Human trials for single injection cancer cure to begin
By IANSSaturday, March 6, 2010
NEW DELHI - Treating cancer with just one injection? It may sound unbelievable, but an Indian medical institute is soon to start human trials to treat cancer in six weeks through a solitary injection dose.
It’s a single injection dose medicine to treat cancer. If everything goes fine, it will be a novel medical breakthrough, Kushagra Kataria, chief executive officer of Artemis Health Institute in Gurgaon, told IANS.
We are set to start human trials in May with a limited number of patients, said Kataria, a thoracic oncologist.
He said medical scientists will inject “oncolytic virus” into the human body, which will target the cancer cells and treat patients with much precision and success.
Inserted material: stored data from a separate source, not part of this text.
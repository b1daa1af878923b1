//! Optional request/response file logging.
//!
//! Purely observational: write failures are logged and never affect
//! execution. Files are named `NNNN.request` / `NNNN.response` with a
//! zero-padded monotonic counter per session; the response written after
//! a request shares its number.

use std::path::PathBuf;
use std::sync::atomic::{AtomicU64, Ordering};

use serde_json::json;
use tracing::warn;

use crate::transport::LlmRequest;

/// Writes numbered request/response files into a directory.
#[derive(Debug)]
pub struct SessionLog {
    dir: PathBuf,
    counter: AtomicU64,
}

impl SessionLog {
    /// Create a log writing into `dir`, creating it if needed.
    pub fn new(dir: impl Into<PathBuf>) -> std::io::Result<Self> {
        let dir = dir.into();
        std::fs::create_dir_all(&dir)?;
        Ok(Self {
            dir,
            counter: AtomicU64::new(0),
        })
    }

    /// Write the next `NNNN.request` file.
    pub fn write_request(&self, request: &LlmRequest) {
        let n = self.counter.fetch_add(1, Ordering::SeqCst) + 1;
        let body = json!({
            "model": request.model,
            "temperature": request.temperature,
            "max_tokens": request.max_tokens,
            "messages": request.messages,
        });
        let path = self.dir.join(format!("{n:04}.request"));
        let pretty = serde_json::to_string_pretty(&body).unwrap_or_else(|_| body.to_string());
        if let Err(e) = std::fs::write(&path, pretty) {
            warn!(path = %path.display(), error = %e, "failed to write request log");
        }
    }

    /// Write the `NNNN.response` file paired with the last request.
    pub fn write_response(&self, response: &str) {
        let n = self.counter.load(Ordering::SeqCst).max(1);
        let path = self.dir.join(format!("{n:04}.response"));
        if let Err(e) = std::fs::write(&path, response) {
            warn!(path = %path.display(), error = %e, "failed to write response log");
        }
    }
}

#[cfg(test)]
#[allow(clippy::unwrap_used)]
mod tests {
    use super::*;
    use crate::message::Message;

    #[test]
    fn writes_numbered_pairs() {
        let dir = tempfile::tempdir().unwrap();
        let log = SessionLog::new(dir.path()).unwrap();

        let request = LlmRequest::new("m", vec![Message::user("hi")]);
        log.write_request(&request);
        log.write_response("hello");
        log.write_request(&request);
        log.write_response("again");

        assert!(dir.path().join("0001.request").exists());
        assert!(dir.path().join("0001.response").exists());
        assert!(dir.path().join("0002.request").exists());
        assert_eq!(
            std::fs::read_to_string(dir.path().join("0002.response")).unwrap(),
            "again"
        );

        let req = std::fs::read_to_string(dir.path().join("0001.request")).unwrap();
        assert!(req.contains("\"model\""));
        assert!(req.contains("hi"));
    }
}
Subjects for this trial would be primarily patients suffering from lung, neck and cervical cancer.
Artemis, one of the leading tertiary care hospitals in India, will be conducting the trials in collaboration with Memorial Sloan-Kettering Cancer Centre in New York.
Kataria said animal trials conducted in Britain had given encouraging results. The drug has already been tested on mice with human cancer tumours. It has given optimistic results.
In the current conventional therapy, cancer treatment affects healthy cells along with cancerous cells but in the new treatment, the medicine will not affect any other cells of the body other than the cancerous tumour and cells.
It will be targeted therapy, Kataria explained. If everything goes well, we believe it will reduce all side effects of the conventional treatment.
He added that right from finance to time, the treatment will be more human friendly.
While tens of thousands of people die every year due to cancer, India is home to nearly two million patients at any given period of time.